#### [AIM OF THE TASK]
Reproduce word for word, from the entries below, the line with "filename src/console/listener.rs", the line with "and keeps the", and every line between them, and nothing more.

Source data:
* * *
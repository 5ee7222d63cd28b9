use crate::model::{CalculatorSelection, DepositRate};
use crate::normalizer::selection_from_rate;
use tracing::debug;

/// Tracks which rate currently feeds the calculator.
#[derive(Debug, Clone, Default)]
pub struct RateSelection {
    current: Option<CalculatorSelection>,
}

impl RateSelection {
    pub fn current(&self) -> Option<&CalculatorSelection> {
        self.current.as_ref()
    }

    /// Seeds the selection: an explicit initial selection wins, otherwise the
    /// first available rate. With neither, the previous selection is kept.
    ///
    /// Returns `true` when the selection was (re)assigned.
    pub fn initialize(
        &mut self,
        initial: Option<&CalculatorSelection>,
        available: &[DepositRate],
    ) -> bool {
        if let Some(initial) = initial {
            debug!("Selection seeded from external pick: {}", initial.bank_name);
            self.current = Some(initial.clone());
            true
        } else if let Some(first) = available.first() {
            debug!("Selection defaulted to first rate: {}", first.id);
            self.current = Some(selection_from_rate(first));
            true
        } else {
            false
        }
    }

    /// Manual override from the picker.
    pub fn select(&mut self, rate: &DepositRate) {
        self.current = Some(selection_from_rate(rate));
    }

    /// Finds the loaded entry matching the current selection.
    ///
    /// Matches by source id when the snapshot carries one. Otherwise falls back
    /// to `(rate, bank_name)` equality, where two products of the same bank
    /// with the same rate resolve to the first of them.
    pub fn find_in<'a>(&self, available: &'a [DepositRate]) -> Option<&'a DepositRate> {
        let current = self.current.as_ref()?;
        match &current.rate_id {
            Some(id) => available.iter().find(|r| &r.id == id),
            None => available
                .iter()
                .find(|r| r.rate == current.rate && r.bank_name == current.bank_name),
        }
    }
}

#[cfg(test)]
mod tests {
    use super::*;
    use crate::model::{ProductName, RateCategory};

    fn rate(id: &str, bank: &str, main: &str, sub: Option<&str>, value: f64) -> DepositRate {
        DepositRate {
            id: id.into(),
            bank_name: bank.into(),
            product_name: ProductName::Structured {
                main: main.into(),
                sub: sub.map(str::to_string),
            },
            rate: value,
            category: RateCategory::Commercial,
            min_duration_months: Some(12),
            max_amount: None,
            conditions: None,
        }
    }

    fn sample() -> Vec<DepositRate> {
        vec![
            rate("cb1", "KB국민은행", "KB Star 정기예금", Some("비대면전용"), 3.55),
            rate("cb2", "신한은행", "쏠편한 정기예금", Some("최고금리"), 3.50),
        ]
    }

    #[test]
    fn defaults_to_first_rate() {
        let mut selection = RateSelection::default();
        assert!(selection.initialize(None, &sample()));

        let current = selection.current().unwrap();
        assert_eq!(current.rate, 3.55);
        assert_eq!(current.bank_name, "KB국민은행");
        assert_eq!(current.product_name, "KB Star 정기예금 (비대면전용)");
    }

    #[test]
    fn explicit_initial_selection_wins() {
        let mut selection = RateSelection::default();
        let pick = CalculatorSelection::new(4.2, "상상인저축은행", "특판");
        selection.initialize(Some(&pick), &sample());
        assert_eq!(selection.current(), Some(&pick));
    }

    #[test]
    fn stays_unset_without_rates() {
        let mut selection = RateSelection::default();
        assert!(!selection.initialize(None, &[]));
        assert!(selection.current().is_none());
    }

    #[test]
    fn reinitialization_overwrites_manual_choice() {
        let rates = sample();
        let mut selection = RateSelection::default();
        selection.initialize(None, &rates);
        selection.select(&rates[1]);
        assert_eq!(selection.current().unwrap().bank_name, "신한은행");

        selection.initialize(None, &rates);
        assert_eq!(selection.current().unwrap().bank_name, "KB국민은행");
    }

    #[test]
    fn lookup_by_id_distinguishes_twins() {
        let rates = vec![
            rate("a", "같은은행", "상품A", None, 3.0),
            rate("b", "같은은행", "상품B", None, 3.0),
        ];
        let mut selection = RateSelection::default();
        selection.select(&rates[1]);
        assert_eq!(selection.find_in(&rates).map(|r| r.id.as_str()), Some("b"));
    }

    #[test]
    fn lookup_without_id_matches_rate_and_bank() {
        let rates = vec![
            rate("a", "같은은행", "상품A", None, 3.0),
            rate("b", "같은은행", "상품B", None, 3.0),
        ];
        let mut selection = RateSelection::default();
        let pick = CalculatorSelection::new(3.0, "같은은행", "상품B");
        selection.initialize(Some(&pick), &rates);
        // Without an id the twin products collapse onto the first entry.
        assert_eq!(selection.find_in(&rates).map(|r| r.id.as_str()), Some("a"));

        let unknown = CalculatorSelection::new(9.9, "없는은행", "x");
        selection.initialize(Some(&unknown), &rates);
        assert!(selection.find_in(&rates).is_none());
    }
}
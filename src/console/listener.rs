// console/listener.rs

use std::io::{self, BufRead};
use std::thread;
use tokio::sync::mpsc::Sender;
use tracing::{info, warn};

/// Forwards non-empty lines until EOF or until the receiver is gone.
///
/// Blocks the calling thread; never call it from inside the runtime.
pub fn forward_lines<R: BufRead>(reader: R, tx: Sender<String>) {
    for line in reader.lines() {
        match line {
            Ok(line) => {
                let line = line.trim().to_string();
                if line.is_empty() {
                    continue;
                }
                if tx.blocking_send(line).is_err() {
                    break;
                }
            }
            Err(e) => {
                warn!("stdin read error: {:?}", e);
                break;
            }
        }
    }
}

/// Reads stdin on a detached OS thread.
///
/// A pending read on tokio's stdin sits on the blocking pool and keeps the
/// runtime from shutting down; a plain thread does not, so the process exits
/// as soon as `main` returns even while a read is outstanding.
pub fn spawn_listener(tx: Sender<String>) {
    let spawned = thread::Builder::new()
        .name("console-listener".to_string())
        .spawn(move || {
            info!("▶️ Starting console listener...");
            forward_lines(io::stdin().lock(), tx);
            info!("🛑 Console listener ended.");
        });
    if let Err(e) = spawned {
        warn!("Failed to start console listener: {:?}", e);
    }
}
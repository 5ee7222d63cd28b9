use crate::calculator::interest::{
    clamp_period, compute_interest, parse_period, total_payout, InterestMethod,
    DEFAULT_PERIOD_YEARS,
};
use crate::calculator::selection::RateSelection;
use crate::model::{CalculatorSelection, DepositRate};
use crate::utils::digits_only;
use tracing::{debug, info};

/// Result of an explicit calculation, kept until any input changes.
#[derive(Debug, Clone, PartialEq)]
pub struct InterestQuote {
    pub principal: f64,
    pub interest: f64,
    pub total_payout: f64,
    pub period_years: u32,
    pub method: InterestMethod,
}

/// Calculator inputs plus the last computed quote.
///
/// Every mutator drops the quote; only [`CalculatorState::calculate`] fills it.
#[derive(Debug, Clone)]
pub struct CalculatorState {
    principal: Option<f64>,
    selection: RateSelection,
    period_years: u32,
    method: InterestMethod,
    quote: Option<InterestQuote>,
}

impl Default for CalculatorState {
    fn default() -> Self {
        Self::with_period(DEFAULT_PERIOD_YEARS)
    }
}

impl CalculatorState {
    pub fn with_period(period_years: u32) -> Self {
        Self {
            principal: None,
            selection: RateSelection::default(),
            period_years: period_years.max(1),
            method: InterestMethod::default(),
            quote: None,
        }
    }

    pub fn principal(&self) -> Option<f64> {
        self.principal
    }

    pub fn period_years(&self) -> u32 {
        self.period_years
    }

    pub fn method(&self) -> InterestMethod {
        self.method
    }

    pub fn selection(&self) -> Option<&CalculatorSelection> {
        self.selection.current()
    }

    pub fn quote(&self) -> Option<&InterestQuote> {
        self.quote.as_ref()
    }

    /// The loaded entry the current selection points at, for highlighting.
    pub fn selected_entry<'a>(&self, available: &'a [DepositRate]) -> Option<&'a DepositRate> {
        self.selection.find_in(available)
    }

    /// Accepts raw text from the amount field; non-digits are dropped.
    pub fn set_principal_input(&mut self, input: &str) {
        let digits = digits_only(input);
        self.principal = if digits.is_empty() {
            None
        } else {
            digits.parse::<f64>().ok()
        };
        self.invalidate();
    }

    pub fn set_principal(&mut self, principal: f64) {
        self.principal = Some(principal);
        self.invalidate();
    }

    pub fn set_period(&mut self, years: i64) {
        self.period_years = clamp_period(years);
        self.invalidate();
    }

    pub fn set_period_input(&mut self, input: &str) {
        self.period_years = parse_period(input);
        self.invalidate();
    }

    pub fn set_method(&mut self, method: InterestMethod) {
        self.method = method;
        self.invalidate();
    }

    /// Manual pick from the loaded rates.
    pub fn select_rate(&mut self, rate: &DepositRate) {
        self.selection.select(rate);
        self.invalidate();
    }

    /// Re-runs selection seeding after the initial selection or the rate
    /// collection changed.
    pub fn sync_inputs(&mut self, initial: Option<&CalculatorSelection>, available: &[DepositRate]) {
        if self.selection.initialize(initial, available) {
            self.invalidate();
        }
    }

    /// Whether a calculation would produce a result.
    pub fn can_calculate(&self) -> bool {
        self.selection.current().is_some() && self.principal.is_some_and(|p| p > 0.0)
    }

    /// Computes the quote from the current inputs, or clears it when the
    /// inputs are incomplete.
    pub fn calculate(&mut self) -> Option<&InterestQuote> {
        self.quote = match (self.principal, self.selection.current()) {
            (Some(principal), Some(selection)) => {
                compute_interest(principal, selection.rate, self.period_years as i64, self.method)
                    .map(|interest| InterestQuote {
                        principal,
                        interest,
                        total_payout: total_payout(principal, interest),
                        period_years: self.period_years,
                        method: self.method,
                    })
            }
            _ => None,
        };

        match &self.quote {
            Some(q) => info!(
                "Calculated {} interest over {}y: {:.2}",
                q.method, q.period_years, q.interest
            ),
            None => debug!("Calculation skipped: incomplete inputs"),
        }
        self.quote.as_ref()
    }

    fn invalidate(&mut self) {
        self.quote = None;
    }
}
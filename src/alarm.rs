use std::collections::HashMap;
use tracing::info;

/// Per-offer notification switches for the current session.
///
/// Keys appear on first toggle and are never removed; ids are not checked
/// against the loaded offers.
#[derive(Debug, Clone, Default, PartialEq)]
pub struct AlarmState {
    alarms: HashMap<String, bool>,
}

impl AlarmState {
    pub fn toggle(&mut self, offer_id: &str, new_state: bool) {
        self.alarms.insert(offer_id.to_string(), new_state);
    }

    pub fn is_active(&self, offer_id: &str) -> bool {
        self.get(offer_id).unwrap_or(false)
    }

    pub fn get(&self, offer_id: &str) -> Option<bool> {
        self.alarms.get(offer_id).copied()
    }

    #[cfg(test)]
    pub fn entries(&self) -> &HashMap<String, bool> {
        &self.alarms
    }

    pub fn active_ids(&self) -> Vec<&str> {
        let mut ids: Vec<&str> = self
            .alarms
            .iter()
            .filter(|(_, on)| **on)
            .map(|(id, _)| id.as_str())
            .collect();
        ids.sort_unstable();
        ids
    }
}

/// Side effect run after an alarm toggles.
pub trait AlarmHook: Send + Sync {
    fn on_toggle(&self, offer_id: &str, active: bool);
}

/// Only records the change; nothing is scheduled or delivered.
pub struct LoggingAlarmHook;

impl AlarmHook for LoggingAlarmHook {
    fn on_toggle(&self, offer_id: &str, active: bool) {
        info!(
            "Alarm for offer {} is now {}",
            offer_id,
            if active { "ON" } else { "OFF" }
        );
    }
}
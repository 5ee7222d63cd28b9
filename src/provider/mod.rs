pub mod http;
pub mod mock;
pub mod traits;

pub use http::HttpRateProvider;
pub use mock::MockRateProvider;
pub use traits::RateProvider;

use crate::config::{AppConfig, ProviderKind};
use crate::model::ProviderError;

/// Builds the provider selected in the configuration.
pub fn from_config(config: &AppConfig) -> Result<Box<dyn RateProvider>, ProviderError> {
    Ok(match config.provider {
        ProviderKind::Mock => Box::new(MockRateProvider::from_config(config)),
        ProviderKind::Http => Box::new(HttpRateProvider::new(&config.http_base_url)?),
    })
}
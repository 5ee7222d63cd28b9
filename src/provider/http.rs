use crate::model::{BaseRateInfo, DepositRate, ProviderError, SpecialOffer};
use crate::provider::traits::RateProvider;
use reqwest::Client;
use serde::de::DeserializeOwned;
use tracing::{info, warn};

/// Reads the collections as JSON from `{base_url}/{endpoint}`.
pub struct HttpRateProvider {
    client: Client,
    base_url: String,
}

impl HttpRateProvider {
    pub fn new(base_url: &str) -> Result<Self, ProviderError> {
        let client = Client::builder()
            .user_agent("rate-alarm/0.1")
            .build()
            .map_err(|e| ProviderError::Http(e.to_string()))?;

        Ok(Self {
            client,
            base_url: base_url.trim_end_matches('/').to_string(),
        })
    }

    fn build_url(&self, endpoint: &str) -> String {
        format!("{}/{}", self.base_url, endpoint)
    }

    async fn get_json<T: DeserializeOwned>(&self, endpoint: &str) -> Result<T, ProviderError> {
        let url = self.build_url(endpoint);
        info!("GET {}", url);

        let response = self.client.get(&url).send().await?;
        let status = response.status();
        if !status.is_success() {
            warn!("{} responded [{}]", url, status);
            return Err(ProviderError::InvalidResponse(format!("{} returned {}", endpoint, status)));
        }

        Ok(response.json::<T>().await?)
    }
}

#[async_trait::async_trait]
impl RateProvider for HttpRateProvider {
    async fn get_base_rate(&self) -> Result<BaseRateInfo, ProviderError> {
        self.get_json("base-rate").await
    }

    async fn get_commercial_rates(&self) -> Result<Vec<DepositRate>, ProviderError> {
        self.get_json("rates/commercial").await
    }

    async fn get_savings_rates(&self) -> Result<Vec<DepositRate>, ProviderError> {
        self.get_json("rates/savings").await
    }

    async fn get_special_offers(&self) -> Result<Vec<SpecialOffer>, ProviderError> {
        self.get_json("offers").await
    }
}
* * *
#### [ANSWER FOR THIS EXERCISE]
filename src/console/listener.rs
// console/listener.rs

use std::io::{self, BufRead};
use std::thread;
use tokio::sync::mpsc::Sender;
use tracing::{info, warn};

/// Forwards non-empty lines until EOF or until the receiver is gone.
///
/// Blocks the calling thread; never call it from inside the runtime.
pub fn forward_lines<R: BufRead>(reader: R, tx: Sender<String>) {
    for line in reader.lines() {
        match line {
            Ok(line) => {
                let line = line.trim().to_string();
                if line.is_empty() {
                    continue;
                }
                if tx.blocking_send(line).is_err() {
                    break;
                }
            }
            Err(e) => {
                warn!("stdin read error: {:?}", e);
                break;
            }
        }
    }
}

/// Reads stdin on a detached OS thread.
///
/// A pending read on tokio's stdin sits on the blocking pool and keeps the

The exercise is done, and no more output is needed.